>>>>>
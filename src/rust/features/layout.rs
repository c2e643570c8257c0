//! Feature layout: the authoritative order of the 122 model inputs.
//!
//! Models trained on one layout are only valid for that layout. Changing the
//! order, width or meaning of any segment requires bumping
//! [`FEATURE_VERSION`].

use std::ops::Range;

use crc32fast::Hasher;
use lazy_static::lazy_static;
use serde::{Deserialize, Serialize};

/// Current feature layout version
pub const FEATURE_VERSION: u8 = 1;

pub const HSV_BINS: usize = 30;
pub const LBP_BINS: usize = 10;
pub const GLCM_PROPERTIES: usize = 4;
pub const HU_MOMENTS: usize = 7;

/// Number of visual features: [0, 118)
pub const VISUAL_FEATURE_COUNT: usize = 118;
/// Number of text features: [118, 122)
pub const TEXT_FEATURE_COUNT: usize = 4;
/// Total number of features
pub const FEATURE_COUNT: usize = VISUAL_FEATURE_COUNT + TEXT_FEATURE_COUNT;

pub const HSV_HISTOGRAMS: Range<usize> = 0..90;
pub const HSV_STATS: Range<usize> = 90..96;
pub const LBP_HISTOGRAM: Range<usize> = 96..106;
pub const GLCM: Range<usize> = 106..110;
pub const EDGE_DENSITY: Range<usize> = 110..111;
pub const HU: Range<usize> = 111..118;
pub const TEXT_SCORES: Range<usize> = 118..122;

/// A named, contiguous block of the feature vector.
#[derive(Debug, Clone, Copy, PartialEq, Eq)]
pub struct Segment {
    pub name: &'static str,
    pub offset: usize,
    pub len: usize,
}

impl Segment {
    const fn new(name: &'static str, offset: usize, len: usize) -> Self {
        Self { name, offset, len }
    }

    pub fn range(&self) -> Range<usize> {
        self.offset..self.offset + self.len
    }
}

/// Segments in the exact order they appear in the vector.
pub const FEATURE_LAYOUT: &[Segment] = &[
    Segment::new("hsv_hist_h", 0, HSV_BINS),
    Segment::new("hsv_hist_s", 30, HSV_BINS),
    Segment::new("hsv_hist_v", 60, HSV_BINS),
    Segment::new("hsv_stats", 90, 6),
    Segment::new("lbp_hist", 96, LBP_BINS),
    Segment::new("glcm", 106, GLCM_PROPERTIES),
    Segment::new("edge_density", 110, 1),
    Segment::new("hu_moments", 111, HU_MOMENTS),
    Segment::new("text_scores", 118, TEXT_FEATURE_COUNT),
];

pub fn segment(name: &str) -> Option<&'static Segment> {
    FEATURE_LAYOUT.iter().find(|s| s.name == name)
}

fn compute_layout_hash() -> u32 {
    let mut hasher = Hasher::new();
    hasher.update(&[FEATURE_VERSION]);
    for segment in FEATURE_LAYOUT {
        hasher.update(segment.name.as_bytes());
        hasher.update(&(segment.len as u32).to_le_bytes());
        hasher.update(&[0]);
    }
    hasher.finalize()
}

lazy_static! {
    static ref LAYOUT_HASH: u32 = compute_layout_hash();
}

/// CRC32 fingerprint of the layout, for detecting mismatched models or
/// stored feature data.
pub fn layout_hash() -> u32 {
    *LAYOUT_HASH
}

/// Layout description for logging and serialization.
#[derive(Debug, Clone, PartialEq, Eq, Serialize, Deserialize)]
pub struct LayoutInfo {
    pub version: u8,
    pub hash: u32,
    pub feature_count: usize,
    pub segments: Vec<(String, usize)>,
}

impl LayoutInfo {
    pub fn current() -> Self {
        Self {
            version: FEATURE_VERSION,
            hash: layout_hash(),
            feature_count: FEATURE_COUNT,
            segments: FEATURE_LAYOUT
                .iter()
                .map(|s| (s.name.to_string(), s.len))
                .collect(),
        }
    }
}

impl Default for LayoutInfo {
    fn default() -> Self {
        Self::current()
    }
}

#[cfg(test)]
mod tests {
    use super::*;

    #[test]
    fn test_segments_are_contiguous() {
        let mut expected_offset = 0;
        for segment in FEATURE_LAYOUT {
            assert_eq!(segment.offset, expected_offset, "gap before {}", segment.name);
            expected_offset += segment.len;
        }
        assert_eq!(expected_offset, FEATURE_COUNT);
        assert_eq!(FEATURE_COUNT, 122);
    }

    #[test]
    fn test_named_ranges_match_segments() {
        assert_eq!(segment("lbp_hist").unwrap().range(), LBP_HISTOGRAM);
        assert_eq!(segment("glcm").unwrap().range(), GLCM);
        assert_eq!(segment("edge_density").unwrap().range(), EDGE_DENSITY);
        assert_eq!(segment("hu_moments").unwrap().range(), HU);
        assert_eq!(segment("text_scores").unwrap().range(), TEXT_SCORES);
        assert_eq!(HSV_HISTOGRAMS.end, segment("hsv_hist_v").unwrap().range().end);
        assert_eq!(HU.end, VISUAL_FEATURE_COUNT);
        assert!(segment("missing").is_none());
    }

    #[test]
    fn test_layout_hash_is_stable() {
        assert_eq!(layout_hash(), compute_layout_hash());
        assert_eq!(LayoutInfo::current().hash, layout_hash());
    }
}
<<<<<
Exercise requirements
Each line containing the word "derive" needs to be copied from the data above.

Solution to the exercise
#[derive(Debug, Clone, Copy, PartialEq, Eq)]
#[derive(Debug, Clone, PartialEq, Eq, Serialize, Deserialize)]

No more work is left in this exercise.